DURBAN - The formal trial against seven Chinese nationals charged with human trafficking and violating South African labour laws is expected to begin on Wednesday in the South Gauteng High Court.
This was after the matter was postponed on Monday due to the non-availability of Chichewe and Mandarin interpreters.
The seven were arrested for allegedly running an illegal enterprise called Beautiful City Pty Ltd located at Village Deep in Johannesburg.
They were arrested in a November 2019 joint operation conducted by the Department of Employment and Labour’s Inspection and Enforcement Services (IES) in partnership with the South African Police Services (SAPS), Department of Home Affairs and the police’s Hawks Unit.
The joint operation came after a tip-off that the Chinese nationals were allegedly involved in the trafficking of illegal immigrants into South Africa and subjecting them to forced labour.
During the joint blitz, 91 Malawian nationals were found in the factory, 37 of whom were children.
During their bail hearing, the Johannesburg Magistrate’s Court heard that the Malawians working in the Chinese factory were transported to South Africa using containers. They were allegedly brought to South Africa by a middleman known as "The Transporter".
The seven Chinese nationals are Kevin Tsao Shu-Uei, Chen Hui, Qin Li, Jiaqing Zhou, Ma Biao, Dai Junying, and Zhang Zhilian. Six of them are out on bail.

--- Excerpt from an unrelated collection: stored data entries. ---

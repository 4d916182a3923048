use std::fmt::Display;
use std::rc::Rc;

use serde::{Deserialize, Serialize};

/// Resolved types as the type checker leaves them on the tree.  Named types
/// keep their definition body so that predicates can look through them.
#[derive(Clone, Debug, PartialEq, Eq, Serialize, Deserialize)]
pub enum Type {
    Bool,
    Nat,
    Nat1,
    Int,
    Rat,
    Real,
    Char,
    Token,
    Quote(String),
    Seq(Rc<Type>),
    Seq1(Rc<Type>),
    Set(Rc<Type>),
    Set1(Rc<Type>),
    Map(Rc<Type>, Rc<Type>),
    InMap(Rc<Type>, Rc<Type>),
    Product(Vec<Type>),
    Union(Vec<Type>),
    Optional(Rc<Type>),
    Record {
        name: String,
        fields: Vec<(String, Type)>,
    },
    Named {
        name: String,
        ty: Rc<Type>,
        invariant: bool,
    },
    Function {
        params: Vec<Type>,
        result: Rc<Type>,
        partial: bool,
    },
    Operation {
        params: Vec<Type>,
        result: Rc<Type>,
    },
    Parameter(String),
    Void,
    Unknown,
}

fn numeric_rank(t: &Type) -> Option<usize> {
    match t {
        Type::Nat1 => Some(1),
        Type::Nat => Some(2),
        Type::Int => Some(3),
        Type::Rat => Some(4),
        Type::Real => Some(5),
        _ => None,
    }
}

fn list_text(types: &[Type], sep: &str) -> String {
    types
        .iter()
        .map(|t| t.to_string())
        .collect::<Vec<String>>()
        .join(sep)
}

impl Type {
    pub fn seq_of(t: Type) -> Type {
        Type::Seq(Rc::new(t))
    }

    pub fn set_of(t: Type) -> Type {
        Type::Set(Rc::new(t))
    }

    pub fn map_of(d: Type, r: Type) -> Type {
        Type::Map(Rc::new(d), Rc::new(r))
    }

    pub fn total_function(params: Vec<Type>, result: Type) -> Type {
        Type::Function {
            params,
            result: Rc::new(result),
            partial: false,
        }
    }

    pub fn partial_function(params: Vec<Type>, result: Type) -> Type {
        Type::Function {
            params,
            result: Rc::new(result),
            partial: true,
        }
    }

    /// Look through type names to the structure underneath.
    pub fn resolve(&self) -> &Type {
        match self {
            Type::Named { ty, .. } => ty.resolve(),
            _ => self,
        }
    }

    pub fn is_map(&self) -> bool {
        match self.resolve() {
            Type::Map(_, _) | Type::InMap(_, _) => true,
            Type::Optional(t) => t.is_map(),
            Type::Union(ts) => ts.iter().any(|t| t.is_map()),
            _ => false,
        }
    }

    pub fn is_seq(&self) -> bool {
        match self.resolve() {
            Type::Seq(_) | Type::Seq1(_) => true,
            Type::Optional(t) => t.is_seq(),
            Type::Union(ts) => ts.iter().any(|t| t.is_seq()),
            _ => false,
        }
    }

    pub fn is_set(&self) -> bool {
        matches!(self.resolve(), Type::Set(_) | Type::Set1(_))
    }

    pub fn is_function(&self) -> bool {
        match self.resolve() {
            Type::Function { .. } => true,
            Type::Union(ts) => ts.iter().any(|t| t.is_function()),
            _ => false,
        }
    }

    pub fn is_operation(&self) -> bool {
        matches!(self.resolve(), Type::Operation { .. })
    }

    pub fn is_record(&self) -> bool {
        matches!(self.resolve(), Type::Record { .. })
    }

    pub fn is_numeric(&self) -> bool {
        match self.resolve() {
            Type::Union(ts) => !ts.is_empty() && ts.iter().all(|t| t.is_numeric()),
            t => numeric_rank(t).is_some(),
        }
    }

    pub fn is_product(&self) -> bool {
        matches!(self.resolve(), Type::Product(_))
    }

    pub fn product_width(&self) -> Option<usize> {
        match self.resolve() {
            Type::Product(ts) => Some(ts.len()),
            _ => None,
        }
    }

    pub fn map_types(&self) -> Option<(Type, Type)> {
        match self.resolve() {
            Type::Map(d, r) | Type::InMap(d, r) => Some((d.as_ref().clone(), r.as_ref().clone())),
            Type::Optional(t) => t.map_types(),
            Type::Union(ts) => ts.iter().find_map(|t| t.map_types()),
            _ => None,
        }
    }

    pub fn seq_element(&self) -> Option<Type> {
        match self.resolve() {
            Type::Seq(t) | Type::Seq1(t) => Some(t.as_ref().clone()),
            Type::Optional(t) => t.seq_element(),
            Type::Union(ts) => ts.iter().find_map(|t| t.seq_element()),
            _ => None,
        }
    }

    pub fn field_type(&self, field: &str) -> Option<Type> {
        match self.resolve() {
            Type::Record { fields, .. } => fields
                .iter()
                .find(|(n, _)| n == field)
                .map(|(_, t)| t.clone()),
            _ => None,
        }
    }

    /// Parameter and result types of a function or operation type.
    pub fn signature(&self) -> Option<(Vec<Type>, Type)> {
        match self.resolve() {
            Type::Function { params, result, .. } | Type::Operation { params, result } => {
                Some((params.clone(), result.as_ref().clone()))
            }
            Type::Union(ts) => ts.iter().find_map(|t| t.signature()),
            _ => None,
        }
    }

    pub fn is_partial_function(&self) -> bool {
        match self.resolve() {
            Type::Function { partial, .. } => *partial,
            Type::Union(ts) => ts.iter().any(|t| t.is_partial_function()),
            _ => false,
        }
    }

    /// Whether every value of this type is a value of other without any
    /// further check.  Unknown types are compatible with everything.
    pub fn is_subtype_of(&self, other: &Type) -> bool {
        if self == other {
            return true;
        }

        match (self, other) {
            (Type::Unknown, _) | (_, Type::Unknown) => true,
            (Type::Parameter(_), _) | (_, Type::Parameter(_)) => true,
            (Type::Union(ts), _) => ts.iter().all(|t| t.is_subtype_of(other)),
            (_, Type::Union(ts)) => ts.iter().any(|t| self.is_subtype_of(t)),
            (Type::Optional(a), Type::Optional(b)) => a.is_subtype_of(b),
            (_, Type::Optional(b)) => self.is_subtype_of(b),
            (
                Type::Named {
                    name: a,
                    invariant: true,
                    ..
                },
                Type::Named {
                    name: b,
                    invariant: true,
                    ..
                },
            ) => a == b,
            (_, Type::Named { invariant: true, .. }) => false,
            (_, Type::Named { ty, .. }) => self.is_subtype_of(ty),
            (Type::Named { ty, .. }, _) => ty.is_subtype_of(other),
            (Type::Seq1(a), Type::Seq(b))
            | (Type::Seq(a), Type::Seq(b))
            | (Type::Seq1(a), Type::Seq1(b))
            | (Type::Set1(a), Type::Set(b))
            | (Type::Set(a), Type::Set(b))
            | (Type::Set1(a), Type::Set1(b)) => a.is_subtype_of(b),
            (Type::Map(ad, ar), Type::Map(bd, br))
            | (Type::InMap(ad, ar), Type::Map(bd, br))
            | (Type::InMap(ad, ar), Type::InMap(bd, br)) => {
                ad.is_subtype_of(bd) && ar.is_subtype_of(br)
            }
            (Type::Product(a), Type::Product(b)) => {
                a.len() == b.len() && a.iter().zip(b.iter()).all(|(x, y)| x.is_subtype_of(y))
            }
            (Type::Record { name: a, .. }, Type::Record { name: b, .. }) => a == b,
            (a, b) => match (numeric_rank(a), numeric_rank(b)) {
                (Some(x), Some(y)) => x <= y,
                _ => false,
            },
        }
    }
}

impl Display for Type {
    fn fmt(&self, formatter: &mut std::fmt::Formatter<'_>) -> Result<(), std::fmt::Error> {
        match self {
            Type::Bool => write!(formatter, "bool"),
            Type::Nat => write!(formatter, "nat"),
            Type::Nat1 => write!(formatter, "nat1"),
            Type::Int => write!(formatter, "int"),
            Type::Rat => write!(formatter, "rat"),
            Type::Real => write!(formatter, "real"),
            Type::Char => write!(formatter, "char"),
            Type::Token => write!(formatter, "token"),
            Type::Quote(q) => write!(formatter, "<{}>", q),
            Type::Seq(t) => write!(formatter, "seq of {}", t),
            Type::Seq1(t) => write!(formatter, "seq1 of {}", t),
            Type::Set(t) => write!(formatter, "set of {}", t),
            Type::Set1(t) => write!(formatter, "set1 of {}", t),
            Type::Map(d, r) => write!(formatter, "map {} to {}", d, r),
            Type::InMap(d, r) => write!(formatter, "inmap {} to {}", d, r),
            Type::Product(ts) => write!(formatter, "({})", list_text(ts, " * ")),
            Type::Union(ts) => write!(formatter, "({})", list_text(ts, " | ")),
            Type::Optional(t) => write!(formatter, "[{}]", t),
            Type::Record { name, .. } => write!(formatter, "{}", name),
            Type::Named { name, .. } => write!(formatter, "{}", name),
            Type::Function {
                params,
                result,
                partial,
            } => {
                let params_text = if params.is_empty() {
                    "()".to_string()
                } else {
                    list_text(params, " * ")
                };
                let arrow = if *partial { "->" } else { "+>" };
                write!(formatter, "({} {} {})", params_text, arrow, result)
            }
            Type::Operation { params, result } => {
                let params_text = if params.is_empty() {
                    "()".to_string()
                } else {
                    list_text(params, " * ")
                };
                write!(formatter, "({} ==> {})", params_text, result)
            }
            Type::Parameter(p) => write!(formatter, "@{}", p),
            Type::Void => write!(formatter, "()"),
            Type::Unknown => write!(formatter, "?"),
        }
    }
}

IOL reported that Tsao was granted a bail of R70 000, Hui was granted bail of R55 000 and the remaining four were granted bail of R30 000 each.

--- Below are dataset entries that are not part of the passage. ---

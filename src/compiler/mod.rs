/// The read-only view of a checked module the generator works against.
pub mod environment;
/// Operators of the expression language and their printed forms.
pub mod ops;
/// Proof obligation generation.
pub mod pog;
pub mod printer;
pub mod srcloc;
/// The type checked tree the generator walks.
pub mod typedtree;
pub mod types;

Accused number seven, Zhang Zhulian, was held in custody because on February 24, 2021, she tried to abscond and was arrested at the OR Tambo International Airport.
Department of Employment and Labour acting spokesperson Musa Zondi said the accused are facing schedule six offences and will face 160 counts relating to the contravention of the Compensation for Occupational Injuries and Diseases Act (COIDA), Occupational Health and Safety (OHS) Act, Unemployment Insurance Act, Unemployment Contributions Act, Prevention and Combating of Trafficking in Persons Act, and contravention of Immigration Act.
The charges also relate to knowingly employing illegal foreigners, human trafficking, kidnapping, pointing a firearm, debt bondage, benefiting from the services of a victim of trafficking, conduct that facilitates trafficking, illegally assisting person(s) to remain in South Africa and failure to comply with duties of an employer.
“The Department of Employment and Labour is involved in the matter to press for the prosecution of the accused for violating South Africa’s labour laws.”